As AI moves from pilot projects into core business infrastructure, firms face a more consequential set of questions than most anticipated. And while the tools are evolving quickly, the underlying data foundations aren’t keeping pace. In this Q&A, Introhive’s VP of Product James Spere and Lead Machine Learning Engineer Marcus Smith share what firms should consider before they scale, what the adoption of agentic AI means for data governance, and why the decisions firms make about their data layer today will determine how far their AI investments go.

Q: AI is introducing new expectations around data accessibility, interoperability, and context. As organizations evaluate whether to build internally or adopt external platforms, what are the biggest risks they tend to underestimate?

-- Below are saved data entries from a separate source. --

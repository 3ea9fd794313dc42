//! Ports and the I/O objects behind them.
//!
//! An [`Io`] is the far side of a port: a ring buffer, a FIFO, or the codec
//! device itself. A [`Port`] pairs one `Io` with the transfer size and wait
//! policy its element uses, and is fixed once attached.

use std::sync::Arc;

use crate::codec::CodecDevice;
use crate::data_bus::{Block, DataBus, Fifo};
use crate::error::Result;
use crate::sync::Wait;

/// Direction seen from the element that owns the port.
#[derive(Debug, Clone, Copy, PartialEq, Eq)]
pub enum PortDir {
    /// The element reads from it.
    In,
    /// The element writes to it.
    Out,
}

/// Transfer granularity.
#[derive(Debug, Clone, Copy, PartialEq, Eq)]
pub enum PortKind {
    /// Arbitrary byte counts, copied.
    Byte,
    /// Whole blocks handed over by value.
    Block,
}

/// The object a port reads from or writes to.
pub trait Io: Send + Sync {
    fn tag(&self) -> &str;
    fn dir(&self) -> PortDir;
    fn kind(&self) -> PortKind;

    /// Fresh instance for a new pipeline. Bus- and codec-backed objects share
    /// their underlying device.
    fn duplicate(&self) -> Arc<dyn Io>;

    fn open(&self) -> Result<()> {
        Ok(())
    }

    fn close(&self) -> Result<()> {
        Ok(())
    }

    /// Return buffered state to empty.
    fn reset(&self) {}

    /// Read (`In`) or reserve space (`Out`) for `wanted` bytes.
    fn acquire(&self, blk: &mut Block, wanted: usize, wait: Wait) -> Result<()>;

    /// Return a read block (`In`) or commit a written one (`Out`).
    fn release(&self, blk: &mut Block, wait: Wait) -> Result<()>;
}

/// Port backed by any [`DataBus`] (ring buffer or FIFO).
pub struct BusIo {
    tag: String,
    dir: PortDir,
    kind: PortKind,
    bus: Arc<dyn DataBus>,
}

impl BusIo {
    pub fn new(tag: impl Into<String>, dir: PortDir, kind: PortKind, bus: Arc<dyn DataBus>) -> Self {
        Self {
            tag: tag.into(),
            dir,
            kind,
            bus,
        }
    }

    pub fn bus(&self) -> &Arc<dyn DataBus> {
        &self.bus
    }
}

impl Io for BusIo {
    fn tag(&self) -> &str {
        &self.tag
    }

    fn dir(&self) -> PortDir {
        self.dir
    }

    fn kind(&self) -> PortKind {
        self.kind
    }

    fn duplicate(&self) -> Arc<dyn Io> {
        Arc::new(BusIo::new(self.tag.clone(), self.dir, self.kind, Arc::clone(&self.bus)))
    }

    fn reset(&self) {
        self.bus.reset();
    }

    fn acquire(&self, blk: &mut Block, wanted: usize, wait: Wait) -> Result<()> {
        match self.dir {
            PortDir::In => self.bus.acquire_read(blk, wanted, wait),
            PortDir::Out => self.bus.acquire_write(blk, wanted, wait),
        }
    }

    fn release(&self, blk: &mut Block, wait: Wait) -> Result<()> {
        match self.dir {
            PortDir::In => self.bus.release_read(blk, wait),
            PortDir::Out => self.bus.release_write(blk, wait),
        }
    }
}

/// Port that talks to the codec device synchronously on each transfer.
pub struct CodecIo {
    tag: String,
    dir: PortDir,
    codec: Arc<dyn CodecDevice>,
}

impl CodecIo {
    pub fn new(tag: impl Into<String>, dir: PortDir, codec: Arc<dyn CodecDevice>) -> Self {
        Self {
            tag: tag.into(),
            dir,
            codec,
        }
    }
}

impl Io for CodecIo {
    fn tag(&self) -> &str {
        &self.tag
    }

    fn dir(&self) -> PortDir {
        self.dir
    }

    fn kind(&self) -> PortKind {
        PortKind::Byte
    }

    fn duplicate(&self) -> Arc<dyn Io> {
        Arc::new(CodecIo::new(self.tag.clone(), self.dir, Arc::clone(&self.codec)))
    }

    fn acquire(&self, blk: &mut Block, wanted: usize, _wait: Wait) -> Result<()> {
        blk.ensure_len(wanted);
        blk.is_last = false;
        match self.dir {
            PortDir::In => {
                self.codec.read(&mut blk.buf[..wanted])?;
                blk.valid_size = wanted;
            }
            PortDir::Out => blk.valid_size = 0,
        }
        Ok(())
    }

    fn release(&self, blk: &mut Block, _wait: Wait) -> Result<()> {
        match self.dir {
            PortDir::In => Ok(()),
            PortDir::Out => self.codec.write(blk.data()),
        }
    }
}

/// An element's connection to an [`Io`].
#[derive(Clone)]
pub struct Port {
    dir: PortDir,
    kind: PortKind,
    wanted_size: usize,
    wait: Wait,
    io: Arc<dyn Io>,
}

impl Port {
    pub fn new(io: Arc<dyn Io>, wanted_size: usize, wait: Wait) -> Self {
        Self {
            dir: io.dir(),
            kind: io.kind(),
            wanted_size,
            wait,
            io,
        }
    }

    /// Block port pair joining an upstream element's output to the next
    /// element's input through a one-block FIFO.
    ///
    /// Both ends use an immediate wait: the task runs the pair in order on a
    /// single thread, so the block is always present when the reader runs.
    pub fn link(wanted_size: usize) -> Result<(Port, Port)> {
        let fifo: Arc<dyn DataBus> = Arc::new(Fifo::new(1)?);
        let out = BusIo::new("link", PortDir::Out, PortKind::Block, Arc::clone(&fifo));
        let inp = BusIo::new("link", PortDir::In, PortKind::Block, fifo);
        Ok((
            Port::new(Arc::new(out), wanted_size, Wait::Immediate),
            Port::new(Arc::new(inp), wanted_size, Wait::Immediate),
        ))
    }

    pub fn dir(&self) -> PortDir {
        self.dir
    }

    pub fn kind(&self) -> PortKind {
        self.kind
    }

    pub fn wanted_size(&self) -> usize {
        self.wanted_size
    }

    pub fn wait(&self) -> Wait {
        self.wait
    }

    pub fn io(&self) -> &Arc<dyn Io> {
        &self.io
    }

    /// Acquire `wanted` bytes, or the port's own size when `wanted` is 0.
    pub fn acquire(&self, blk: &mut Block, wanted: usize) -> Result<()> {
        let n = if wanted == 0 { self.wanted_size } else { wanted };
        self.io.acquire(blk, n, self.wait)
    }

    pub fn release(&self, blk: &mut Block) -> Result<()> {
        self.io.release(blk, self.wait)
    }

    pub fn reset(&self) {
        self.io.reset();
    }
}

impl std::fmt::Debug for Port {
    fn fmt(&self, f: &mut std::fmt::Formatter<'_>) -> std::fmt::Result {
        f.debug_struct("Port")
            .field("io", &self.io.tag())
            .field("dir", &self.dir)
            .field("kind", &self.kind)
            .field("wanted_size", &self.wanted_size)
            .field("wait", &self.wait)
            .finish()
    }
}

James: The first step is understanding what problem you’re actually trying to solve. AI is an extremely noisy space right now, and if you follow the news, it feels like everything is “set it and let AI do it for you.” That’s not the reality. If you’re using AI to polish documents or find information from the internet, the technical requirements are low. But if you’re looking at AI to access your most intimate records, you need to ask harder questions around how you work, how you think, and how you operate. Where does the data go to be actioned on? How do you get access within your own infrastructure? How do you ensure you’re not exposing information you’re not permitted to expose, whether by your own internal standards or by industry, country, or regional requirements? How do you maintain that complexity as your data evolves?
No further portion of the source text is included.